Re: Basic Q on superfluous primary keys

From

Ron Mayer

Date:

16 April 2007, 15:24:24

Craig A. James wrote:
> Merlin Moncure wrote:
>> Using surrogate keys is dangerous and can lead to very bad design
>> habits that are unfortunately so prevalent in the software industry
>> they are virtually taught in schools.  ...  While there is
>> nothing wrong with them in principle (you are exchanging one key for
>> another as a performance optimization), they make it all too easy to
>> create denormalized designs and tables with no real identifying
>> criteria, etc,...
>
> Wow, that's the opposite of everything I've ever been taught, and all my
> experience in the last few decades.
>
> ...chemistry...two companies using the same "natural"
> keys had as much as 10% differences in their multi-million-compound
> databases.  These errors led to six-month to year-long delays, as each
> of the conflicting chemical record had to be examined by hand by a PhD
> chemist to reclassify it.

That sounds almost like a feature, not a bug - giving information
about what assumptions that went into the "natural key" need to be
reconsidered.

And I don't see how it would have been improved by adding a surrogate
key - except that the data would have been just as messed up though
harder to see where the messups were.

> We've always recommended to our customers that all primary keys be
> completely information free.  They should be not based on any
> information or combination of information from the data records.  Every
> time the customer has not followed this advice, they've later regretted it.

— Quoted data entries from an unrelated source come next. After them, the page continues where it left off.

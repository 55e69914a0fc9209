use std::{
    fs,
    io::{self, Write},
};

use backparse::{
    bottomup_backtrack_parse, terminals, topdown_backtrack_parse, ParseTree, TextGrammar,
};
use clap::Parser;
use color_eyre::eyre::{Error, WrapErr};
use tracing_subscriber::EnvFilter;

use crate::cli::{Algorithm, Cli};

mod cli;

fn main() -> Result<(), Error> {
    color_eyre::install()?;
    tracing_subscriber::fmt()
        .with_env_filter(EnvFilter::from_default_env())
        .with_writer(io::stderr)
        .init();

    let cli = Cli::parse();

    let source = fs::read_to_string(&cli.grammar)
        .wrap_err_with(|| format!("failed to read grammar from {}", cli.grammar.display()))?;
    let grammar: TextGrammar = source.parse()?;
    tracing::debug!(productions = grammar.productions().len(), "grammar loaded");

    let stdout = io::stdout();
    let mut out = stdout.lock();

    let sink = match cli.trace {
        true => Some(&mut out as &mut dyn Write),
        false => None,
    };
    let input = terminals(&cli.input);
    let derivation = match cli.algorithm {
        Algorithm::TopDown => topdown_backtrack_parse(&grammar, input, sink)?,
        Algorithm::BottomUp => bottomup_backtrack_parse(&grammar, input, sink)?,
    };

    writeln!(out, "{:?}", derivation)?;

    if cli.tree {
        let tree = match cli.algorithm {
            Algorithm::TopDown => ParseTree::from_left_parse(&grammar, &derivation)?,
            Algorithm::BottomUp => {
                let replay: Vec<usize> = derivation.iter().rev().copied().collect();
                ParseTree::from_right_parse(&grammar, &replay)?
            }
        };
        write!(out, "{}", tree)?;
    }

    Ok(())
}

Hmm... but then do you put a unique index on what the
otherwise-would-have-been-natural-primary-key columns?

If not, you tend to get into the odd situation of multiple
rows that only vary in their surrogate key -- and it seems
the surrogate key is redundant.

> I'm sure there are situations where a natural key is appropriate, but I
> haven't seen it in my work.

I've seen both - and indeed usually use surrogate keys for convenience;
but also find that having to fix incorrect assumptions in natural primary
keys tends to raise business issues that are worth addressing anyway.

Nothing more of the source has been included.